足音をたてないように忍び足で、私は四つ辻の北西の隅に、13個のおにぎりを詰めたおり箱を音もなく供えて、心の中でこう祈った。

13仏さま 。

観音菩薩様 勢至菩薩様 お不動さま 地蔵さま 阿弥陀如来さま
お釈迦様 。弥勒菩薩様 薬師如来さま 、大日如来さま 、虚空蔵菩薩様 
文殊菩薩様 、普賢菩薩様 アシュク如来さま


お見通しのごとく、母も私も難渋しております。十三仏さんに供養して、お力添えをえることによって、なんとか救われたいと思う一心で、この夜の闇の中で、お願いしております。
聞くところによると、十三仏さんに供養すると、お迎えにこられるかもしれないということですが、それだけはどうかなしにしてください。まだこの世で、何の役割も果たしていない私ですから、せめて私がそれなりの人物になって、社会の役に立っている姿を母に見せたいのです。それからあとに母を見送るならば、私は後悔が少ないのです。
母も、わが腹を痛めて産んだ子が、社会の役に立っている姿を見たら安心して、彼岸を目指すことができるでしょう。
虫の良いお願いをすれば、母は私がひとかどの人物になるまで、どうしてもこの世にいてもらわなければなりませんので。あの世に連れて行かずに、この世で、たとえ1寸でも楽になるように、お願いいたします。

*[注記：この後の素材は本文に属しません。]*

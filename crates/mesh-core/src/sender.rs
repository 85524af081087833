use crate::config::{RetryConfig, TargetConfig};
use crate::counter::RequestCounter;
use crate::identity::GridCoord;
use crate::topology::target_base_url;
use anyhow::Result;
use std::future::Future;
use std::pin::Pin;
use std::sync::Arc;
use std::time::Duration;
use tokio::time::sleep;
use tracing::{error, info, warn};

/// One logical echo request, addressed by grid coordinate.
#[derive(Debug, Clone, PartialEq, Eq)]
pub struct OutboundRequest {
    pub target: GridCoord,
    pub caller: String,
    pub request_id: u64,
}

/// Result of a send after the retry loop has finished.
#[derive(Debug, Clone, Copy, PartialEq, Eq)]
pub enum SendOutcome {
    Success,
    /// The peer answered with a non-success status. Never retried.
    ApplicationError(u16),
    /// Every attempt failed at the transport level.
    Failure,
}

/// Fixed-delay retry budget for transport failures.
#[derive(Debug, Clone, Copy, PartialEq, Eq)]
pub struct RetryPolicy {
    /// Total attempts, including the first one
    pub max_attempts: u32,
    pub delay: Duration,
}

impl RetryPolicy {
    pub fn new(max_attempts: u32, delay: Duration) -> Self {
        Self {
            max_attempts: max_attempts.max(1),
            delay,
        }
    }

    pub fn from_config(config: &RetryConfig) -> Self {
        Self::new(config.attempts, Duration::from_millis(config.delay_ms))
    }
}

impl Default for RetryPolicy {
    fn default() -> Self {
        Self::new(3, Duration::from_secs(1))
    }
}

/// Trait for outbound transports. `Err` means the request never got a
/// response (refused, timed out, unresolvable) and may be retried; `Ok`
/// carries the status the peer answered with.
pub trait Transport: Send + Sync {
    fn name(&self) -> &'static str;

    fn deliver<'a>(
        &'a self,
        request: &'a OutboundRequest,
    ) -> Pin<Box<dyn Future<Output = Result<u16>> + Send + 'a>>;

    /// Human-readable address of the request, used in logs.
    fn describe(&self, request: &OutboundRequest) -> String {
        format!(
            "{}/echo/{}/{}",
            request.target, request.caller, request.request_id
        )
    }
}

/// Mock transport for local runs (always answers 200 after a fixed delay)
pub struct MockTransport {
    delay_ms: u64,
}

impl MockTransport {
    pub fn new(delay_ms: u64) -> Self {
        Self { delay_ms }
    }
}

impl Transport for MockTransport {
    fn name(&self) -> &'static str {
        "mock"
    }

    fn deliver<'a>(
        &'a self,
        _request: &'a OutboundRequest,
    ) -> Pin<Box<dyn Future<Output = Result<u16>> + Send + 'a>> {
        Box::pin(async move {
            sleep(Duration::from_millis(self.delay_ms)).await;
            Ok(200)
        })
    }
}

/// HTTP transport posting to `/echo/{caller}/{request_id}` on the target service
pub struct HttpTransport {
    client: reqwest::Client,
    target: TargetConfig,
}

impl HttpTransport {
    pub fn new(target: TargetConfig) -> Result<Self> {
        let mut builder = reqwest::Client::builder();
        if let Some(timeout_ms) = target.timeout_ms {
            builder = builder.timeout(Duration::from_millis(timeout_ms));
        }
        let client = builder.build()?;

        Ok(Self { client, target })
    }

    pub fn url_for(&self, request: &OutboundRequest) -> String {
        format!(
            "{}/echo/{}/{}",
            target_base_url(request.target, &self.target),
            request.caller,
            request.request_id
        )
    }
}

impl Transport for HttpTransport {
    fn name(&self) -> &'static str {
        "http"
    }

    fn deliver<'a>(
        &'a self,
        request: &'a OutboundRequest,
    ) -> Pin<Box<dyn Future<Output = Result<u16>> + Send + 'a>> {
        Box::pin(async move {
            let url = self.url_for(request);
            let response = self
                .client
                .post(&url)
                .json(&serde_json::json!({}))
                .send()
                .await?;

            let status = response.status();
            if status.is_success() {
                // Drain the acknowledgement so the connection can be reused
                response.text().await?;
            }
            Ok(status.as_u16())
        })
    }

    fn describe(&self, request: &OutboundRequest) -> String {
        self.url_for(request)
    }
}

/// Performs one logical request with bounded retry and records successes.
pub struct RequestSender {
    transport: Arc<dyn Transport>,
    counter: RequestCounter,
    retry: RetryPolicy,
}

impl RequestSender {
    pub fn new(transport: Arc<dyn Transport>, counter: RequestCounter, retry: RetryPolicy) -> Self {
        Self {
            transport,
            counter,
            retry,
        }
    }

    pub fn counter(&self) -> &RequestCounter {
        &self.counter
    }

    pub fn transport_name(&self) -> &'static str {
        self.transport.name()
    }

    pub async fn send(&self, request: &OutboundRequest) -> SendOutcome {
        let max_attempts = self.retry.max_attempts;

        for attempt in 1..=max_attempts {
            match self.transport.deliver(request).await {
                // Any 2xx acknowledges the request
                Ok(status) if (200..300).contains(&status) => {
                    self.counter.increment();
                    info!("-> {}, status: {}", self.transport.describe(request), status);
                    return SendOutcome::Success;
                }
                Ok(status) => {
                    warn!("-> {}, status: {}", self.transport.describe(request), status);
                    return SendOutcome::ApplicationError(status);
                }
                Err(e) => {
                    error!(
                        "Attempt {}/{} failed for {}: {:#}",
                        attempt,
                        max_attempts,
                        self.transport.describe(request),
                        e
                    );
                    if attempt < max_attempts {
                        sleep(self.retry.delay).await;
                    }
                }
            }
        }

        error!("-> Error: {}: giving up", self.transport.describe(request));
        SendOutcome::Failure
    }
}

そしてもし、願いを叶えていただいたとしても、それに味をしめて、2度3度お願いするようなことは慎みます。一生一度のお願いのことゆえ、何卒叶えて頂きとう存じます。お粗末ですが、これは母から十三仏さんに、お供えしたものでございます。どうかお召し上がりください。そしてこの功徳を持って何卒宜しくお願い申しあげます。

人や車が通るのを気にしないから、口早に心で唱えて、私がまっしぐらに家を目指して、早足で歩いた。決して後ろを振り向くな、との忠告を厳守するために、私は、両手を顔に、あてて後ろを振り返ることが、できないようにしながら家へたどり着いた。

決して人に、十三仏さんにご供養していう姿を見られないようにという言葉が、不安となって、まとわりついたが、とにかく、友人が教えてくれたとおり十三仏さんをした。

寿命があったのだろうか。私の願いが聞き届けられたのだろうか。母は、年齢を重ねて、老衰は自然進行しているとはいうものの、寝たきりではあるが、あれ以来、10年間、大した病気もせず、床に伏せっている。
来年は80歳になる。こういう案配で、私は十三仏さんに、今では心から感謝している。